Questo avviene in considerazione dell'uso che fanno dell'auto: stando sempre in mezzo al traffico il rischio di incidenti è molto più elevato. I taxi più colpiti sono ovviamente quelli delle grandi città, soprattutto al meridione.

L'idea di unirsi per stipulare un'assicurazione più vantaggiosa, che offra a tutti i colleghi le stesse caratteristiche, è infatti di un tassista napoletano, Vincenzo Palermo. "Se trovassimo una compagnia intenzionata ad assicurarci tutti assieme, saremmo disponibili a sottoscrivere i contratti con una una serie di vincoli che metterebbero al riparo la società di assicurazione da qualunque sorpresa", dichiara Palermo.

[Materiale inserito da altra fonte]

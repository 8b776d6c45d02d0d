// src/health/probes.rs
//
// Built-in probes that can be declared from configuration.
use super::probe::{CancelSignal, HealthProbe, ProbeError};
use super::status::{HealthStatus, ProbeResult};
use async_trait::async_trait;
use reqwest::Client;
use std::time::{Duration, Instant};
use tokio::net::TcpStream;
use url::Url;

/// Always reports the same result. Useful as an "application is wired up"
/// check and in tests.
#[derive(Debug, Clone)]
pub struct StaticProbe {
    result: ProbeResult,
}

impl StaticProbe {
    pub fn new(status: HealthStatus, description: impl Into<String>) -> Self {
        Self {
            result: ProbeResult::new(status, description),
        }
    }

    pub fn healthy(description: impl Into<String>) -> Self {
        Self::new(HealthStatus::Healthy, description)
    }
}

#[async_trait]
impl HealthProbe for StaticProbe {
    async fn execute(&self, _cancel: CancelSignal) -> Result<ProbeResult, ProbeError> {
        Ok(self.result.clone())
    }
}

/// GETs a URL. 2xx is healthy, or degraded when slower than the threshold;
/// anything else is unhealthy.
pub struct HttpProbe {
    url: Url,
    client: Client,
    degraded_after: Option<Duration>,
}

impl HttpProbe {
    pub fn new(url: Url, request_timeout: Duration) -> Result<Self, ProbeError> {
        let client = Client::builder()
            .timeout(request_timeout)
            .build()
            .map_err(|e| ProbeError::Execution(format!("failed to build HTTP client: {}", e)))?;

        Ok(Self {
            url,
            client,
            degraded_after: None,
        })
    }

    pub fn degraded_after(mut self, threshold: Duration) -> Self {
        self.degraded_after = Some(threshold);
        self
    }
}

#[async_trait]
impl HealthProbe for HttpProbe {
    async fn execute(&self, mut cancel: CancelSignal) -> Result<ProbeResult, ProbeError> {
        let start = Instant::now();

        let response = tokio::select! {
            response = self.client.get(self.url.as_str()).send() => response,
            _ = cancel.cancelled() => return Err(ProbeError::Cancelled),
        };

        let elapsed_ms = start.elapsed().as_millis() as u64;

        let result = match response {
            Ok(response) => {
                let status = response.status();
                let result = if !status.is_success() {
                    ProbeResult::unhealthy(format!("{} returned HTTP {}", self.url, status))
                } else if self
                    .degraded_after
                    .map_or(false, |limit| start.elapsed() > limit)
                {
                    ProbeResult::degraded(format!("{} responding slowly", self.url))
                } else {
                    ProbeResult::healthy(format!("{} is reachable", self.url))
                };
                result.with_data("status_code", status.as_u16())
            }
            Err(e) if e.is_timeout() => {
                ProbeResult::unhealthy(format!("{} request timed out", self.url))
            }
            Err(e) => ProbeResult::unhealthy(format!("{} request failed: {}", self.url, e)),
        };

        Ok(result
            .with_data("url", &self.url)
            .with_data("response_time_ms", elapsed_ms))
    }
}

/// Opens a TCP connection to `address` and closes it again.
#[derive(Debug, Clone)]
pub struct TcpProbe {
    address: String,
}

impl TcpProbe {
    pub fn new(address: impl Into<String>) -> Self {
        Self {
            address: address.into(),
        }
    }
}

#[async_trait]
impl HealthProbe for TcpProbe {
    async fn execute(&self, mut cancel: CancelSignal) -> Result<ProbeResult, ProbeError> {
        let start = Instant::now();

        let connected = tokio::select! {
            connected = TcpStream::connect(self.address.as_str()) => connected,
            _ = cancel.cancelled() => return Err(ProbeError::Cancelled),
        };

        let result = match connected {
            Ok(_stream) => ProbeResult::healthy(format!("connected to {}", self.address)),
            Err(e) => ProbeResult::unhealthy(format!("cannot connect to {}: {}", self.address, e)),
        };

        Ok(result
            .with_data("address", &self.address)
            .with_data("response_time_ms", start.elapsed().as_millis() as u64))
    }
}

La proposta è dunque quella di assimilare la categoria ai privati, con un meccanismo che rimborsi i danni ai taxi (o provocati dai taxi) solo dai 500 euro in su. "Siamo anche disponibili - aggiunge - a farci montare sulle auto una scatola nera che monitori costantemente i percorsi, i consumi e la natura degli eventuali sinistri. Noi daremmo vita, infine, ad un fondo di garanzia interno che ci tuteli per i piccoli danni, senza che la compagnia assicuratrice venga in alcun modo tirata in ballo. In sostanza all'assicurazione rimarrebbe da coprire solo i sinistri di notevole entità, quelli sui quali, per intenderci, è impossibile qualsiasi forma di speculazione e che, ovviamente, sono molto rari".